Dr. Pamela Gay: He did. Now, the other thing that was pointed out by [inaudible][00:19:04] was not only did he cherry pick the data but then there was this problem over the following years that as people recreated his experiment did similar – did experiments that yielded different ways of getting at the charge of the electron – people kept coming up with higher values but no one was willing to step forward and say, hey, my value’s like 2 percent higher than his value or half a percent higher, as the case may have been.
Fraser Cain: Like Millikan is a god and how dare we – right.
Dr. Pamela Gay: So everyone was like, we’re getting a different number. What’s wrong with what I did? And so there was never this question of what was wrong with what he did. There was a whole lot of self doubt among all of these powerful physicists all over the world working to recreate an experiment. And I find it fascinating that instead of using the scientific theory, as you’re supposed to, to test your hypothesis, to verify results, all of these people did the scientific process up until they got results that weren’t identical to what some other famous, powerful, Nobel Prize-carrying dude got.
And then they suddenly became very worried and looked for ways to get their value closer to his value. And it actually took several tens of years to get a current value of the electron.
Fraser Cain: Right. But people had come up with other methods of calculating the charge of an electron, as you said, not just this one genius experiment with cherry-picked data but other methodologies, right?
Dr. Pamela Gay: But even with these other methodologies, they were very cautious about saying, no, the electron’s value is actually significantly higher. So if you look at the published value of the charge of an electron, it just ever so slowly crept up until it started basically hovering at the value that we now very precisely know.
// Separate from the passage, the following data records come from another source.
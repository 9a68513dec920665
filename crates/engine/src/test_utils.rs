// Hookscope - Live Trace Monitor for Binder Daemons
// Copyright (C) 2024 Zhuo Zhang and Wuqi Zhang
//
// This program is free software: you can redistribute it and/or modify
// it under the terms of the GNU Affero General Public License as published by
// the Free Software Foundation, either version 3 of the License, or
// (at your option) any later version.
//
// This program is distributed in the hope that it will be useful,
// but WITHOUT ANY WARRANTY; without even the implied warranty of
// MERCHANTABILITY or FITNESS FOR A PARTICULAR PURPOSE. See the
// GNU Affero General Public License for more details.
//
// You should have received a copy of the GNU Affero General Public License
// along with this program. If not, see <https://www.gnu.org/licenses/>.

//! In-memory daemon and transport used by tests.
//!
//! [`FakeDaemon`] answers the monitoring verbs the way the binder daemon
//! does, including its verbosity encoding. [`MockTransport`] routes calls to
//! it and records them; the paired [`MockHandle`] lets a test inspect calls,
//! push events and break the channel.

use crate::{
    error::TransportError,
    rpc::{ConnectTarget, Connector, EventReceiver, EventSender, PushEvent, Reply, Transport},
};
use serde_json::{json, Map, Value};
use std::{
    collections::{BTreeMap, BTreeSet, HashSet},
    sync::{
        atomic::{AtomicBool, Ordering},
        Arc, Mutex, MutexGuard, PoisonError,
    },
};
use tokio::sync::mpsc;

fn lock<T>(mutex: &Mutex<T>) -> MutexGuard<'_, T> {
    mutex.lock().unwrap_or_else(PoisonError::into_inner)
}

/// Simulated binder daemon exposing the monitoring API
#[derive(Debug, Clone)]
pub struct FakeDaemon {
    monitor_api: String,
    apis: BTreeMap<String, Value>,
    levels: BTreeMap<String, i64>,
    global_level: i64,
    traces: BTreeSet<String>,
    failing: HashSet<String>,
    uuid: String,
    token: String,
    refreshes: u32,
}

impl Default for FakeDaemon {
    fn default() -> Self {
        Self::new()
    }
}

impl FakeDaemon {
    /// A daemon exposing only the monitoring API
    pub fn new() -> Self {
        let monitor_api = "monitor".to_string();
        let mut daemon = Self {
            monitor_api: monitor_api.clone(),
            apis: BTreeMap::new(),
            levels: BTreeMap::new(),
            global_level: 1,
            traces: BTreeSet::new(),
            failing: HashSet::new(),
            uuid: "5c3f0a60-2f4e-4c4e-9d61-2a3b4c5d6e7f".to_string(),
            token: "HELLO".to_string(),
            refreshes: 0,
        };
        daemon = daemon.with_api(
            &monitor_api,
            json!({
                "info": {"description": "monitoring of bindings and internals"},
                "paths": {"/get": {}, "/set": {}, "/trace": {}, "/session": {}}
            }),
        );
        daemon
    }

    /// The daemon of the `calc` scenario: one API with one verb, at `warning`
    pub fn calc() -> Self {
        Self::new().with_api(
            "calc",
            json!({
                "info": {"description": "Calculator"},
                "paths": {"/add": {"get": {"responses": {"200": {"description": "adds numbers"}}}}}
            }),
        )
    }

    /// Add an API with its description (`null` for none), at `warning`
    pub fn with_api(mut self, name: &str, description: Value) -> Self {
        self.apis.insert(name.to_string(), description);
        self.levels.insert(name.to_string(), 1);
        self
    }

    /// Make every call to `api_verb` fail
    pub fn failing(mut self, api_verb: &str) -> Self {
        self.failing.insert(api_verb.to_string());
        self
    }

    /// Start failing calls to `api_verb`
    pub fn set_failing(&mut self, api_verb: &str) {
        self.failing.insert(api_verb.to_string());
    }

    /// Stop failing calls to `api_verb`
    pub fn recover(&mut self, api_verb: &str) {
        self.failing.remove(api_verb);
    }

    /// Tags of the active trace subscriptions
    pub fn trace_tags(&self) -> Vec<String> {
        self.traces.iter().cloned().collect()
    }

    /// Numeric level of `api`, or of the daemon for the empty name
    pub fn level(&self, api: &str) -> Option<i64> {
        if api.is_empty() {
            Some(self.global_level)
        } else {
            self.levels.get(api).copied()
        }
    }

    /// Current session token
    pub fn token(&self) -> &str {
        &self.token
    }

    /// Answer a call
    pub fn handle(&mut self, api_verb: &str, args: &Value) -> Reply {
        if self.failing.contains(api_verb) {
            return Reply::failure("failed", Some("injected failure"));
        }
        let verb = api_verb.strip_prefix(self.monitor_api.as_str()).and_then(|v| v.strip_prefix('/'));
        match verb {
            Some("get") => Reply::success(Some(self.get(args))),
            Some("set") => {
                if let Some(spec) = args.get("verbosity") {
                    self.set(spec);
                }
                Reply::success(None)
            }
            Some("trace") => self.trace(args),
            Some("session") => {
                if args.get("refresh-token").and_then(Value::as_bool).unwrap_or(false) {
                    self.refreshes += 1;
                    self.token = format!("TOKEN-{}", self.refreshes);
                }
                let mut reply = Reply::success(Some(json!({
                    "uuid": self.uuid,
                    "token": self.token,
                    "timeout": 3600,
                    "remain": 3599
                })));
                reply.request.token = Some(self.token.clone());
                reply
            }
            _ => Reply::failure("unknown-verb", Some(api_verb)),
        }
    }

    fn get(&self, args: &Value) -> Value {
        let mut response = Map::new();
        if truthy(args.get("verbosity")) {
            let mut levels = Map::new();
            levels.insert(String::new(), encode_level(self.global_level));
            for (name, level) in &self.levels {
                levels.insert(name.clone(), encode_level(*level));
            }
            response.insert("verbosity".to_string(), Value::Object(levels));
        }
        if truthy(args.get("apis")) {
            let apis = self.apis.iter().map(|(k, v)| (k.clone(), v.clone())).collect();
            response.insert("apis".to_string(), Value::Object(apis));
        }
        Value::Object(response)
    }

    fn set(&mut self, spec: &Value) {
        match spec {
            Value::Object(levels) => {
                for (name, level) in levels {
                    if let Some(level) = decode_level(level) {
                        self.set_level(name, level);
                    }
                }
            }
            level => {
                if let Some(level) = decode_level(level) {
                    self.set_level("", level);
                    self.set_level("*", level);
                }
            }
        }
    }

    fn set_level(&mut self, name: &str, level: i64) {
        match name {
            "" => self.global_level = level,
            "*" => self.levels.values_mut().for_each(|l| *l = level),
            api => {
                if let Some(l) = self.levels.get_mut(api) {
                    *l = level;
                }
            }
        }
    }

    fn trace(&mut self, args: &Value) -> Reply {
        if let Some(add) = args.get("add") {
            match add.get("tag").and_then(Value::as_str) {
                Some(tag) if add.get("name").is_some() => {
                    self.traces.insert(tag.to_string());
                }
                _ => return Reply::failure("failed", Some("invalid add specification")),
            }
        }
        match args.get("drop") {
            Some(Value::Bool(true)) => self.traces.clear(),
            Some(drop) => {
                let tag = drop.get("tag").and_then(Value::as_str).unwrap_or_default();
                if !self.traces.remove(tag) {
                    return Reply::failure("failed", Some("tag not found"));
                }
            }
            None => {}
        }
        Reply::success(None)
    }
}

fn truthy(value: Option<&Value>) -> bool {
    match value {
        None | Some(Value::Null) | Some(Value::Bool(false)) => false,
        Some(_) => true,
    }
}

fn encode_level(level: i64) -> Value {
    match level {
        0 => json!("error"),
        1 => json!("warning"),
        2 => json!("info"),
        3 => json!("debug"),
        n => json!(n),
    }
}

fn decode_level(value: &Value) -> Option<i64> {
    match value {
        Value::Number(n) => n.as_i64().map(|n| n.clamp(0, 3)),
        Value::String(s) => match s.to_ascii_lowercase().as_str() {
            "error" => Some(0),
            "warning" | "notice" => Some(1),
            "info" => Some(2),
            "debug" => Some(3),
            _ => None,
        },
        _ => None,
    }
}

/// A push on the trace channel of the default monitoring API
pub fn trace_push(data: Value) -> PushEvent {
    PushEvent { event: "monitor/trace".to_string(), data: Some(data) }
}

/// Transport answering from a [`FakeDaemon`]
#[derive(Debug)]
pub struct MockTransport {
    daemon: Arc<Mutex<FakeDaemon>>,
    calls: Arc<Mutex<Vec<(String, Value)>>>,
    closed: Arc<AtomicBool>,
}

impl Transport for MockTransport {
    async fn call(&self, api_verb: &str, args: Value) -> Result<Reply, TransportError> {
        if self.closed.load(Ordering::SeqCst) {
            return Err(TransportError::Closed);
        }
        lock(&self.calls).push((api_verb.to_string(), args.clone()));
        let reply = lock(&self.daemon).handle(api_verb, &args);
        tokio::task::yield_now().await;
        Ok(reply)
    }

    async fn close(&self) {
        self.closed.store(true, Ordering::SeqCst);
    }

    fn url(&self) -> &str {
        "mock://daemon/api"
    }
}

/// Test-side view of a [`MockTransport`]
#[derive(Debug, Clone)]
pub struct MockHandle {
    daemon: Arc<Mutex<FakeDaemon>>,
    calls: Arc<Mutex<Vec<(String, Value)>>>,
    closed: Arc<AtomicBool>,
    events: Arc<Mutex<Option<EventSender>>>,
}

impl MockHandle {
    /// Every call made so far, in order
    pub fn calls(&self) -> Vec<(String, Value)> {
        lock(&self.calls).clone()
    }

    /// Arguments of the calls made to `api_verb`, in order
    pub fn calls_to(&self, api_verb: &str) -> Vec<Value> {
        lock(&self.calls).iter().filter(|(v, _)| v == api_verb).map(|(_, a)| a.clone()).collect()
    }

    /// Forget the recorded calls
    pub fn clear_calls(&self) {
        lock(&self.calls).clear();
    }

    /// The simulated daemon
    pub fn daemon(&self) -> MutexGuard<'_, FakeDaemon> {
        lock(&self.daemon)
    }

    /// Deliver a pushed event; returns false once the channel is closed
    pub fn push(&self, event: PushEvent) -> bool {
        lock(&self.events).as_ref().is_some_and(|tx| tx.send(event).is_ok())
    }

    /// Break the channel: calls fail and the event stream ends
    pub fn close(&self) {
        self.closed.store(true, Ordering::SeqCst);
        lock(&self.events).take();
    }

    /// Whether the channel was closed by either side
    pub fn is_closed(&self) -> bool {
        self.closed.load(Ordering::SeqCst)
    }
}

/// Create a transport backed by `daemon`
pub fn mock_transport(daemon: FakeDaemon) -> (MockTransport, EventReceiver, MockHandle) {
    let (tx, rx) = mpsc::unbounded_channel();
    let handle = MockHandle {
        daemon: Arc::new(Mutex::new(daemon)),
        calls: Arc::default(),
        closed: Arc::default(),
        events: Arc::new(Mutex::new(Some(tx))),
    };
    let transport = MockTransport {
        daemon: handle.daemon.clone(),
        calls: handle.calls.clone(),
        closed: handle.closed.clone(),
    };
    (transport, rx, handle)
}

/// Connector producing [`MockTransport`]s over copies of one daemon
#[derive(Debug, Clone, Default)]
pub struct MockConnector {
    daemon: FakeDaemon,
    refuse: bool,
    handles: Arc<Mutex<Vec<MockHandle>>>,
}

impl MockConnector {
    /// Connector whose sessions talk to copies of `daemon`
    pub fn new(daemon: FakeDaemon) -> Self {
        Self { daemon, refuse: false, handles: Arc::default() }
    }

    /// Connector whose connections always fail
    pub fn refusing() -> Self {
        Self { refuse: true, ..Self::default() }
    }

    /// Handles of the transports opened so far, oldest first
    pub fn handles(&self) -> Vec<MockHandle> {
        lock(&self.handles).clone()
    }
}

impl Connector for MockConnector {
    type Transport = MockTransport;

    async fn connect(
        &self,
        target: &ConnectTarget,
    ) -> Result<(MockTransport, EventReceiver), TransportError> {
        if self.refuse {
            return Err(TransportError::Connect {
                url: target.url(),
                reason: "connection refused".to_string(),
            });
        }
        let (transport, events, handle) = mock_transport(self.daemon.clone());
        lock(&self.handles).push(handle);
        Ok((transport, events))
    }
}

#[cfg(test)]
mod tests {
    use super::*;

    #[test]
    fn test_notice_reads_back_as_warning() {
        let mut daemon = FakeDaemon::calc();
        daemon.handle("monitor/set", &json!({"verbosity": {"calc": "notice"}}));
        let reply = daemon.handle("monitor/get", &json!({"verbosity": true}));
        assert_eq!(reply.body()["verbosity"]["calc"], json!("warning"));
        assert!(reply.body().get("apis").is_none());
    }

    #[test]
    fn test_trace_bookkeeping() {
        let mut daemon = FakeDaemon::new();
        let add = json!({"add": {"tag": "calc/request", "name": "trace", "request": "all"}});
        assert!(daemon.handle("monitor/trace", &add).is_success());
        assert_eq!(daemon.trace_tags(), ["calc/request"]);

        let drop_unknown = json!({"drop": {"tag": "calc/event"}});
        assert!(!daemon.handle("monitor/trace", &drop_unknown).is_success());

        assert!(daemon.handle("monitor/trace", &json!({"drop": true})).is_success());
        assert!(daemon.trace_tags().is_empty());
    }
}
Fraser Cain: But I think the implication of Millikan’s data and Millikan’s experiment was to provide evidence to this idea of the quantized state of the electron. And that –
Dr. Pamela Gay: He did that.
Fraser Cain: — that created a very fruitful level of research after that.
Dr. Pamela Gay: It did. And the sadness that I have is even as we do this, we’re referring to this as Millikan’s work and the –
Fraser Cain: — and Fletcher.
Dr. Pamela Gay: Yes, and Fletcher. Let’s keep saying Fletcher. Let’s rewrite history a little bit to be more accurate. Now that Fletcher’s dead people have had access to his letters and seen the documents where Millikan basically said, look dude, if I leave you off of the paper I’ll make sure you get a cherry job at Bell. It was phrased a little bit different but that was the gist of what was said.
So this all told was one of those projects where Millikan knew he was doing something amazing. He knew, well, actually that Fletcher was doing something pretty amazing, that this had a lot of potential to change how we – not change but to focus how we do everything. Let’s stop looking for the continuum idea of charge on the electron and start admitting electrons are discreet particles that have discreet amounts of charge. And that suddenly focused science greatly. And, yeah, that was a good thing. It’s just sad that it came in such a let’s leave the grad student off the paper kind of format.
Fraser Cain: That seems to be a theme in your research into these historical topics.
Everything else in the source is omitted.